Saved data entries:
----

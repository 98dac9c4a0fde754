use crate::error::ConfigError;
use serde::{Deserialize, Serialize};
use std::path::Path;

/// Longest window any detector or baseline may look back over
const MAX_WINDOW_DAYS: i64 = 365;
const MAX_WINDOW_HOURS: i64 = MAX_WINDOW_DAYS * 24;
const MAX_WINDOW_MINUTES: i64 = MAX_WINDOW_HOURS * 60;

/// Top-level configuration for the care signal service
///
/// Every section falls back to its defaults, so a partial TOML file is valid.
#[derive(Debug, Clone, Default, Serialize, Deserialize, PartialEq)]
#[serde(default)]
pub struct Config {
    /// Scheduled trigger and run limits
    pub scheduler: SchedulerConfig,
    /// Backlog trigger
    pub backlog: BacklogConfig,
    /// Rolling baseline windows and sample gates
    pub baseline: BaselineConfig,
    /// Detector thresholds and windows
    pub detection: DetectionConfig,
    /// Risk weights and level thresholds
    pub scoring: ScoringConfig,
    /// Issue urgencies
    pub priority: PriorityConfig,
    /// Tenants the scheduler ticks over
    pub tenants: TenantsConfig,
}

/// Fixed-interval scheduling and run bounds
#[derive(Debug, Clone, Serialize, Deserialize, PartialEq)]
#[serde(default)]
pub struct SchedulerConfig {
    /// Seconds between scheduled runs of every tenant
    pub interval_seconds: u64,
    /// Runs exceeding this are cancelled at the next stage boundary
    pub max_run_seconds: u64,
    /// Tenants allowed to run at the same time
    pub max_concurrent_runs: usize,
}

impl Default for SchedulerConfig {
    fn default() -> Self {
        Self {
            interval_seconds: 300,
            max_run_seconds: 240,
            max_concurrent_runs: 8,
        }
    }
}

/// Event-driven trigger on unprocessed observation backlog
#[derive(Debug, Clone, Serialize, Deserialize, PartialEq)]
#[serde(default)]
pub struct BacklogConfig {
    /// Unprocessed observations that start a run in normal mode
    pub threshold: usize,
    /// Only observations ingested this recently count towards the backlog
    pub lookback_minutes: i64,
}

impl Default for BacklogConfig {
    fn default() -> Self {
        Self {
            threshold: 5,
            lookback_minutes: 60,
        }
    }
}

/// Rolling baseline windows and sample gates
#[derive(Debug, Clone, Serialize, Deserialize, PartialEq)]
#[serde(default)]
pub struct BaselineConfig {
    /// Window the deviation detector compares against
    pub short_window_days: i64,
    /// Window used for drift and for the minimum sample gate
    pub long_window_days: i64,
    /// Minimum long-window samples for vital-sign metrics
    pub min_samples_clinical: usize,
    /// Minimum long-window samples for task metrics
    pub min_samples_performance: usize,
    /// Sample count at which confidence reaches `high_confidence`
    pub confidence_saturation_samples: usize,
    /// Confidence below the saturation count
    pub low_confidence: f64,
    /// Confidence at or above the saturation count
    pub high_confidence: f64,
}

impl Default for BaselineConfig {
    fn default() -> Self {
        Self {
            short_window_days: 7,
            long_window_days: 30,
            min_samples_clinical: 7,
            min_samples_performance: 10,
            confidence_saturation_samples: 20,
            low_confidence: 0.7,
            high_confidence: 0.9,
        }
    }
}

/// Detector thresholds, windows and confidences
#[derive(Debug, Clone, Serialize, Deserialize, PartialEq)]
#[serde(default)]
pub struct DetectionConfig {
    /// Observations newer than this are "recent"; baselines exclude them
    pub recent_window_hours: i64,
    /// Deviations at or below this many standard deviations are not flagged
    pub deviation_threshold_sigma: f64,
    /// Deviations above this are medium severity
    pub medium_sigma: f64,
    /// Deviations above this are high severity
    pub high_sigma: f64,
    pub deviation_confidence: f64,
    /// Task completions faster than this count as suspiciously fast
    pub fast_completion_minutes: f64,
    /// Fast or unevidenced completions needed to flag a pattern
    pub pattern_min_count: usize,
    pub pattern_window_hours: i64,
    pub pattern_confidence: f64,
    /// Task completions per caregiver above which workload is flagged
    pub volume_ceiling: usize,
    pub volume_window_hours: i64,
    pub volume_confidence: f64,
    /// Recent window averaged for drift against the long-window baseline
    pub drift_recent_days: i64,
    /// Recent samples needed before drift is evaluated
    pub drift_min_samples: usize,
    pub drift_confidence: f64,
}

impl Default for DetectionConfig {
    fn default() -> Self {
        Self {
            recent_window_hours: 24,
            deviation_threshold_sigma: 2.0,
            medium_sigma: 2.0,
            high_sigma: 3.0,
            deviation_confidence: 0.9,
            fast_completion_minutes: 2.0,
            pattern_min_count: 3,
            pattern_window_hours: 24,
            pattern_confidence: 0.8,
            volume_ceiling: 40,
            volume_window_hours: 24,
            volume_confidence: 0.85,
            drift_recent_days: 3,
            drift_min_samples: 3,
            drift_confidence: 0.75,
        }
    }
}

/// Per-anomaly-type weights and risk level thresholds
#[derive(Debug, Clone, Serialize, Deserialize, PartialEq)]
#[serde(default)]
pub struct ScoringConfig {
    /// Points added per deviation anomaly
    pub deviation_weight: f64,
    /// Points added per pattern anomaly
    pub pattern_weight: f64,
    /// Points added per workload anomaly
    pub workload_weight: f64,
    /// Points added per drift anomaly
    pub drift_weight: f64,
    /// Points added per anomaly of any other type
    pub default_weight: f64,
    /// Scores at or above this are medium risk
    pub medium_threshold: f64,
    /// Scores at or above this are high risk
    pub high_threshold: f64,
    /// Confidence attached to resident health risk scores
    pub resident_health_confidence: f64,
    /// Confidence attached to caregiver performance risk scores
    pub caregiver_performance_confidence: f64,
}

impl Default for ScoringConfig {
    fn default() -> Self {
        Self {
            deviation_weight: 30.0,
            pattern_weight: 20.0,
            workload_weight: 25.0,
            drift_weight: 20.0,
            default_weight: 15.0,
            medium_threshold: 40.0,
            high_threshold: 60.0,
            resident_health_confidence: 0.85,
            caregiver_performance_confidence: 0.80,
        }
    }
}

/// Urgency per risk category, 0-100
#[derive(Debug, Clone, Serialize, Deserialize, PartialEq)]
#[serde(default)]
pub struct PriorityConfig {
    pub resident_health_urgency: f64,
    pub caregiver_performance_urgency: f64,
}

impl Default for PriorityConfig {
    fn default() -> Self {
        Self {
            resident_health_urgency: 80.0,
            caregiver_performance_urgency: 70.0,
        }
    }
}

/// Static tenant registry used by the daemon
#[derive(Debug, Clone, Default, Serialize, Deserialize, PartialEq)]
#[serde(default)]
pub struct TenantsConfig {
    /// Tenant ids ticked by the scheduler
    pub active: Vec<String>,
}

impl Config {
    pub fn new() -> Self {
        Self::default()
    }

    /// Load and validate configuration from a TOML file
    ///
    /// # Errors
    ///
    /// Returns `ConfigError::ReadError` if the file cannot be read, a TOML error
    /// if it does not parse, and `ConfigError::ValidationError` for bad values.
    pub fn from_file(path: &Path) -> Result<Self, ConfigError> {
        let contents = std::fs::read_to_string(path)
            .map_err(|e| ConfigError::ReadError(format!("{}: {}", path.display(), e)))?;
        Self::from_toml_str(&contents)
    }

    pub fn from_toml_str(contents: &str) -> Result<Self, ConfigError> {
        let config: Config = toml::from_str(contents)?;
        config.validate()?;
        Ok(config)
    }

    pub fn validate(&self) -> Result<(), ConfigError> {
        let invalid = |msg: &str| Err(ConfigError::ValidationError(msg.to_string()));

        if self.scheduler.interval_seconds == 0 {
            return invalid("scheduler.interval_seconds must be greater than zero");
        }
        if self.scheduler.max_run_seconds == 0 {
            return invalid("scheduler.max_run_seconds must be greater than zero");
        }
        if self.scheduler.max_run_seconds > self.scheduler.interval_seconds {
            return invalid("scheduler.max_run_seconds must not exceed interval_seconds");
        }
        if self.scheduler.max_concurrent_runs == 0 {
            return invalid("scheduler.max_concurrent_runs must be greater than zero");
        }
        if self.backlog.threshold == 0 || self.backlog.lookback_minutes <= 0 {
            return invalid("backlog.threshold and backlog.lookback_minutes must be positive");
        }
        if self.backlog.lookback_minutes > MAX_WINDOW_MINUTES {
            return invalid("backlog.lookback_minutes must not exceed one year");
        }

        let b = &self.baseline;
        if b.short_window_days <= 0 || b.long_window_days < b.short_window_days {
            return invalid("baseline windows must be positive and long >= short");
        }
        if b.long_window_days > MAX_WINDOW_DAYS {
            return invalid("baseline.long_window_days must not exceed 365");
        }
        if b.min_samples_clinical < 2 || b.min_samples_performance < 2 {
            return invalid("baseline minimum sample counts must be at least 2");
        }
        if !is_unit(b.low_confidence) || !is_unit(b.high_confidence) {
            return invalid("baseline confidences must be within [0, 1]");
        }
        if b.low_confidence > b.high_confidence {
            return invalid("baseline.low_confidence must not exceed high_confidence");
        }

        let d = &self.detection;
        for hours in [
            d.recent_window_hours,
            d.pattern_window_hours,
            d.volume_window_hours,
        ] {
            if hours <= 0 || hours > MAX_WINDOW_HOURS {
                return invalid("detection window hours must be within (0, 8760]");
            }
        }
        if d.drift_recent_days <= 0 || d.drift_recent_days > MAX_WINDOW_DAYS {
            return invalid("detection.drift_recent_days must be within (0, 365]");
        }
        if d.deviation_threshold_sigma <= 0.0 || d.medium_sigma >= d.high_sigma {
            return invalid("detection sigma thresholds must be positive and medium < high");
        }
        for confidence in [
            d.deviation_confidence,
            d.pattern_confidence,
            d.volume_confidence,
            d.drift_confidence,
        ] {
            if !is_unit(confidence) {
                return invalid("detector confidences must be within [0, 1]");
            }
        }
        if d.pattern_min_count == 0 || d.volume_ceiling == 0 || d.drift_min_samples == 0 {
            return invalid("detector counts must be greater than zero");
        }

        let s = &self.scoring;
        if s.medium_threshold >= s.high_threshold {
            return invalid("scoring.medium_threshold must be below high_threshold");
        }
        if !is_unit(s.resident_health_confidence) || !is_unit(s.caregiver_performance_confidence)
        {
            return invalid("scoring confidences must be within [0, 1]");
        }
        for weight in [
            s.deviation_weight,
            s.pattern_weight,
            s.workload_weight,
            s.drift_weight,
            s.default_weight,
        ] {
            if weight < 0.0 {
                return invalid("scoring weights must not be negative");
            }
        }

        let p = &self.priority;
        if !(0.0..=100.0).contains(&p.resident_health_urgency)
            || !(0.0..=100.0).contains(&p.caregiver_performance_urgency)
        {
            return invalid("priority urgencies must be within [0, 100]");
        }

        Ok(())
    }
}

fn is_unit(value: f64) -> bool {
    (0.0..=1.0).contains(&value)
}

----

WHAT THE TASK ASKS:
Go through the entries and copy every line with "against".

ANSWER TO THIS EXERCISE:
    /// Window the deviation detector compares against
    /// Recent window averaged for drift against the long-window baseline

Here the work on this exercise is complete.